Emergency Medicine Resident Self-assessment of Clinical Teaching Compared to Student Evaluation Using a Previously Validated Rubric.

Clin Ther 2018 08 29;40(8):1375-1383. Epub 2018 Jul 29.

Department of Emergency and Hospital Medicine, Lehigh Valley Health Network; Faculty at University of South Florida, Morsani College of Medicine, Tampa, Florida. Electronic address:

Purpose: The quality of clinical teaching in the emergency department from the students' perspective has not been previously described in the literature. Our goals were to assess senior residents' teaching ability from the resident/teacher and student/learner viewpoints for any correlation, and to explore any gender association. The secondary goal was to evaluate the possible impact of gender on the resident/student dyad, an interaction that has previously been studied only in the faculty/student pairing.

Methods: After approval by an institutional review board, a 1-year, grant-funded, single-site, prospective study was implemented at a regional medical campus that sponsors a 4-year dually approved emergency medicine residency. The residency hosts both medical school students (MSs) and physician's assistant students (PAs). Each student and senior resident working concurrently completed a previously validated ER Scale, which measured residents' teaching performance in 4 categories: Didactic, Clinical, Approachable, and Helpful. Students evaluated residents' teaching, while residents self-assessed their performance.
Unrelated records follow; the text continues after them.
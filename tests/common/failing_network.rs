// Network double that rejects selected operations

use chaosbot::{
    BandwidthLimit, ChaosError, LatencyRange, Network, NodeId, Partition, PartitionId, Result,
};
use std::collections::HashSet;

/// Mutating operations of the network API.
#[derive(Debug, Clone, Copy, PartialEq, Eq, Hash)]
pub enum Operation {
    Kill,
    Start,
    Isolate,
    Rejoin,
    SetLatency,
    RestoreLatency,
    SetBandwidth,
    RestoreBandwidth,
    CreatePartition,
    RemovePartition,
}

/// Wraps a network and fails every call of the configured operations
/// without touching the wrapped network.
pub struct FailingNetwork<N> {
    inner: N,
    failing: HashSet<Operation>,
    failures: usize,
}

impl<N: Network> FailingNetwork<N> {
    pub fn new(inner: N) -> Self {
        Self {
            inner,
            failing: HashSet::new(),
            failures: 0,
        }
    }

    pub fn failing(mut self, operation: Operation) -> Self {
        self.failing.insert(operation);
        self
    }

    /// Number of calls rejected so far.
    pub fn failures(&self) -> usize {
        self.failures
    }

    pub fn inner(&self) -> &N {
        &self.inner
    }

    fn check(&mut self, operation: Operation) -> Result<()> {
        if self.failing.contains(&operation) {
            self.failures += 1;
            return Err(ChaosError::Network(format!("{:?} rejected", operation)));
        }
        Ok(())
    }
}

impl<N: Network> Network for FailingNetwork<N> {
    fn nodes(&self) -> Vec<NodeId> {
        self.inner.nodes()
    }

    fn is_alive(&self, node: NodeId) -> bool {
        self.inner.is_alive(node)
    }

    fn kill_immediately(&mut self, node: NodeId) -> Result<()> {
        self.check(Operation::Kill)?;
        self.inner.kill_immediately(node)
    }

    fn start_node(&mut self, node: NodeId) -> Result<()> {
        self.check(Operation::Start)?;
        self.inner.start_node(node)
    }

    fn is_isolated(&self, node: NodeId) -> bool {
        self.inner.is_isolated(node)
    }

    fn isolate(&mut self, node: NodeId) -> Result<PartitionId> {
        self.check(Operation::Isolate)?;
        self.inner.isolate(node)
    }

    fn rejoin(&mut self, node: NodeId) -> Result<()> {
        self.check(Operation::Rejoin)?;
        self.inner.rejoin(node)
    }

    fn set_latency_for_all_connections(&mut self, node: NodeId, range: LatencyRange) -> Result<()> {
        self.check(Operation::SetLatency)?;
        self.inner.set_latency_for_all_connections(node, range)
    }

    fn restore_latency_for_all_connections(&mut self, node: NodeId) -> Result<()> {
        self.check(Operation::RestoreLatency)?;
        self.inner.restore_latency_for_all_connections(node)
    }

    fn set_bandwidth_for_all_connections(&mut self, node: NodeId, limit: BandwidthLimit) -> Result<()> {
        self.check(Operation::SetBandwidth)?;
        self.inner.set_bandwidth_for_all_connections(node, limit)
    }

    fn restore_bandwidth_limits_for_all_connections(&mut self, node: NodeId) -> Result<()> {
        self.check(Operation::RestoreBandwidth)?;
        self.inner.restore_bandwidth_limits_for_all_connections(node)
    }

    fn network_partitions(&self) -> Vec<Partition> {
        self.inner.network_partitions()
    }

    fn create_network_partition(&mut self, nodes: &[NodeId]) -> Result<PartitionId> {
        self.check(Operation::CreatePartition)?;
        self.inner.create_network_partition(nodes)
    }

    fn remove_network_partition(&mut self, partition: PartitionId) -> Result<()> {
        self.check(Operation::RemovePartition)?;
        self.inner.remove_network_partition(partition)
    }
}
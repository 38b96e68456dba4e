//! Network wrapper that records every mutation with its timestamp.

use super::Network;
use crate::clock::{Clock, Timestamp, VirtualClock};
use crate::error::Result;
use crate::types::{BandwidthLimit, LatencyRange, NodeId, Partition, PartitionId};
use serde::{Deserialize, Serialize};
use std::fmt;

/// A mutation issued against the network.
#[derive(Debug, Clone, PartialEq, Eq, Serialize, Deserialize)]
#[serde(tag = "call", rename_all = "snake_case")]
pub enum NetworkCall {
    KillImmediately { node: NodeId },
    StartNode { node: NodeId },
    Isolate { node: NodeId },
    Rejoin { node: NodeId },
    SetLatency { node: NodeId, range: LatencyRange },
    RestoreLatency { node: NodeId },
    SetBandwidth { node: NodeId, limit: BandwidthLimit },
    RestoreBandwidth { node: NodeId },
    CreatePartition { nodes: Vec<NodeId> },
    RemovePartition { partition: PartitionId },
}

impl fmt::Display for NetworkCall {
    fn fmt(&self, f: &mut fmt::Formatter<'_>) -> fmt::Result {
        match self {
            NetworkCall::KillImmediately { node } => write!(f, "kill_immediately({})", node),
            NetworkCall::StartNode { node } => write!(f, "start_node({})", node),
            NetworkCall::Isolate { node } => write!(f, "isolate({})", node),
            NetworkCall::Rejoin { node } => write!(f, "rejoin({})", node),
            NetworkCall::SetLatency { node, range } => write!(f, "set_latency({}, {})", node, range),
            NetworkCall::RestoreLatency { node } => write!(f, "restore_latency({})", node),
            NetworkCall::SetBandwidth { node, limit } => {
                write!(f, "set_bandwidth({}, {})", node, limit)
            }
            NetworkCall::RestoreBandwidth { node } => write!(f, "restore_bandwidth({})", node),
            NetworkCall::CreatePartition { nodes } => write!(f, "create_partition({:?})", nodes),
            NetworkCall::RemovePartition { partition } => {
                write!(f, "remove_partition({})", partition)
            }
        }
    }
}

/// Records `(timestamp, call)` for every mutation before delegating to the
/// wrapped network. Queries are passed through unrecorded.
#[derive(Debug)]
pub struct RecordingNetwork<N, C = VirtualClock> {
    inner: N,
    clock: C,
    calls: Vec<(Timestamp, NetworkCall)>,
}

impl<N: Network, C: Clock> RecordingNetwork<N, C> {
    /// Wrap `inner`, reading timestamps from `clock`.
    ///
    /// Pass a clone of the engine's [`VirtualClock`] so both observe the same
    /// time.
    pub fn new(inner: N, clock: C) -> Self {
        Self {
            inner,
            clock,
            calls: Vec::new(),
        }
    }

    pub fn calls(&self) -> &[(Timestamp, NetworkCall)] {
        &self.calls
    }

    pub fn take_calls(&mut self) -> Vec<(Timestamp, NetworkCall)> {
        std::mem::take(&mut self.calls)
    }

    pub fn inner(&self) -> &N {
        &self.inner
    }

    pub fn into_inner(self) -> N {
        self.inner
    }

    fn record(&mut self, call: NetworkCall) {
        let now = self.clock.now();
        self.calls.push((now, call));
    }
}

impl<N: Network, C: Clock> Network for RecordingNetwork<N, C> {
    fn nodes(&self) -> Vec<NodeId> {
        self.inner.nodes()
    }

    fn is_alive(&self, node: NodeId) -> bool {
        self.inner.is_alive(node)
    }

    fn kill_immediately(&mut self, node: NodeId) -> Result<()> {
        self.record(NetworkCall::KillImmediately { node });
        self.inner.kill_immediately(node)
    }

    fn start_node(&mut self, node: NodeId) -> Result<()> {
        self.record(NetworkCall::StartNode { node });
        self.inner.start_node(node)
    }

    fn is_isolated(&self, node: NodeId) -> bool {
        self.inner.is_isolated(node)
    }

    fn isolate(&mut self, node: NodeId) -> Result<PartitionId> {
        self.record(NetworkCall::Isolate { node });
        self.inner.isolate(node)
    }

    fn rejoin(&mut self, node: NodeId) -> Result<()> {
        self.record(NetworkCall::Rejoin { node });
        self.inner.rejoin(node)
    }

    fn set_latency_for_all_connections(&mut self, node: NodeId, range: LatencyRange) -> Result<()> {
        self.record(NetworkCall::SetLatency { node, range });
        self.inner.set_latency_for_all_connections(node, range)
    }

    fn restore_latency_for_all_connections(&mut self, node: NodeId) -> Result<()> {
        self.record(NetworkCall::RestoreLatency { node });
        self.inner.restore_latency_for_all_connections(node)
    }

    fn set_bandwidth_for_all_connections(&mut self, node: NodeId, limit: BandwidthLimit) -> Result<()> {
        self.record(NetworkCall::SetBandwidth { node, limit });
        self.inner.set_bandwidth_for_all_connections(node, limit)
    }

    fn restore_bandwidth_limits_for_all_connections(&mut self, node: NodeId) -> Result<()> {
        self.record(NetworkCall::RestoreBandwidth { node });
        self.inner.restore_bandwidth_limits_for_all_connections(node)
    }

    fn network_partitions(&self) -> Vec<Partition> {
        self.inner.network_partitions()
    }

    fn create_network_partition(&mut self, nodes: &[NodeId]) -> Result<PartitionId> {
        self.record(NetworkCall::CreatePartition {
            nodes: nodes.to_vec(),
        });
        self.inner.create_network_partition(nodes)
    }

    fn remove_network_partition(&mut self, partition: PartitionId) -> Result<()> {
        self.record(NetworkCall::RemovePartition { partition });
        self.inner.remove_network_partition(partition)
    }
}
The participants' demographic characteristics gathered included prior knowledge of or exposure to clinical teaching models. Gender was self-reported by participants. The analysis accounted for multiple observations by comparing participants' mean scores.

Findings: Ninety-nine subjects were enrolled; none withdrew consent. Thirty-seven residents (11 women) and 62 students (39 women) from 25 MSs and 6 PA schools were enrolled, completing 517 teaching assessments. Students evaluated residents more favorably in all ER Scale categories than did residents on self-assessments (P < 0.0001). This difference was significant in all subgroup comparisons (types of school versus postgraduate years [PGYs]). Residents' evaluations by type of student (MS vs PA) did not show a significant difference. PGY 3 residents assessed themselves higher in all categories than did PGY 4 residents, with Approachability reaching significance (P = 0.0105). Male residents self-assessed their teaching consistently higher than did female residents, significantly so on Clinical (P = 0.0300). Students' evaluations of the residents' teaching skills by residents' gender did not reveal gender differences.

Implications: MS and PA students evaluated teaching by EM senior residents statistically significantly higher than did EM residents on self-evaluation when using the ER Scale. Students did not evaluate residents' teaching with any difference by gender, although male residents routinely self-assessed their teaching abilities more positively than did female residents. These findings suggest that, if residency programs utilize resident self-evaluation for programmatic evaluation, the gender of the resident may impact self-scoring. This cohort may inform future study of resident teaching in the emergency department, such as the design of future resident-as-teacher curricula.